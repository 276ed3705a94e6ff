//! Request shaper
//!
//! Converts the live configuration knobs plus randomness into one concrete
//! request descriptor per call. Random and sequential steps share a single
//! block cursor: a random draw teleports the cursor, a sequential draw
//! advances it by one block with wrap-around. Interleaving both from one
//! cursor gives realistic mixed-locality patterns and lets the
//! `random_ratio` knob shift the mix instantly without any state
//! discontinuity.
//!
//! Offsets are derived from block numbers, so every offset is naturally
//! aligned to the block size and `offset + size` never exceeds the file.

use crate::config::LiveConfig;
use crate::util::lock::SpinLock;
use crate::util::rng::Randomizer;
use std::sync::Arc;
use tracing::debug;

/// One concrete request descriptor.
#[derive(Debug, Clone, Copy, PartialEq, Eq)]
pub struct AccessParams {
    pub block_size_kib: u32,
    /// Request length in bytes; always `block_size_kib * 1024`.
    pub size: usize,
    /// Byte offset; always a multiple of `size`.
    pub offset: u64,
    pub write: bool,
    /// Writes carry RWF_DSYNC when set (engines opened without O_DSYNC).
    pub dsync: bool,
}

/// Cursor state, guarded by the shaper lock.
#[derive(Debug)]
struct ShaperState {
    block_size_kib: u32,
    buffer_size: u64,
    file_blocks: u64,
    cursor_block: u64,
    rng: Randomizer,
}

/// Shared request shaper.
///
/// Engines call [`next_params`](Shaper::next_params) from one or many
/// threads; the controller calls
/// [`apply_config_changes`](Shaper::apply_config_changes) between engine
/// iterations so a live `block_size` mutation rebuilds the cursor state
/// atomically.
pub struct Shaper {
    live: Arc<LiveConfig>,
    state: SpinLock<ShaperState>,
}

impl Shaper {
    pub fn new(live: Arc<LiveConfig>) -> Self {
        let shaper = Self {
            live,
            state: SpinLock::new(ShaperState {
                block_size_kib: 0,
                buffer_size: 0,
                file_blocks: 0,
                cursor_block: 0,
                rng: Randomizer::new(),
            }),
        };
        shaper.apply_config_changes();
        shaper
    }

    #[cfg(test)]
    pub(crate) fn with_seed(live: Arc<LiveConfig>, seed: u64) -> Self {
        let shaper = Self {
            live,
            state: SpinLock::new(ShaperState {
                block_size_kib: 0,
                buffer_size: 0,
                file_blocks: 0,
                cursor_block: 0,
                rng: Randomizer::with_seed(seed),
            }),
        };
        shaper.apply_config_changes();
        shaper
    }

    /// Rebuild the cursor state if the live block size changed.
    ///
    /// Resetting the cursor to `file_blocks` makes the next sequential
    /// request wrap to offset 0, so the first post-change offset is aligned
    /// for the new block size.
    pub fn apply_config_changes(&self) {
        let block_size_kib = self.live.block_size_kib();
        let mut state = self.state.lock();

        if state.block_size_kib != block_size_kib {
            debug!(
                "block_size changed from {} to {}",
                state.block_size_kib, block_size_kib
            );
            state.block_size_kib = block_size_kib;
            state.buffer_size = block_size_kib as u64 * 1024;
            state.file_blocks = (self.live.filesize_mib() * 1024) / block_size_kib as u64;
            state.cursor_block = state.file_blocks;
        }
    }

    /// Produce the next request descriptor.
    pub fn next_params(&self) -> AccessParams {
        let write_ratio = self.live.write_ratio();
        let random_ratio = self.live.random_ratio();
        let dsync = self.live.o_dsync();

        let mut state = self.state.lock();

        let write = state.rng.hit_ratio(write_ratio);

        if state.rng.hit_ratio(random_ratio) {
            let file_blocks = state.file_blocks;
            state.cursor_block = state.rng.next_block(file_blocks);
        } else {
            state.cursor_block += 1;
            if state.cursor_block >= state.file_blocks {
                state.cursor_block = 0;
            }
        }

        AccessParams {
            block_size_kib: state.block_size_kib,
            size: state.buffer_size as usize,
            offset: state.cursor_block * state.buffer_size,
            write,
            dsync,
        }
    }

    /// Completion hook: the engine no longer has `offset` in flight.
    pub fn offset_released(&self, _offset: u64) {}
}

**Exercise goal**
List every line above that holds the word "util".

**Task solution**
use crate::util::lock::SpinLock;
use crate::util::rng::Randomizer;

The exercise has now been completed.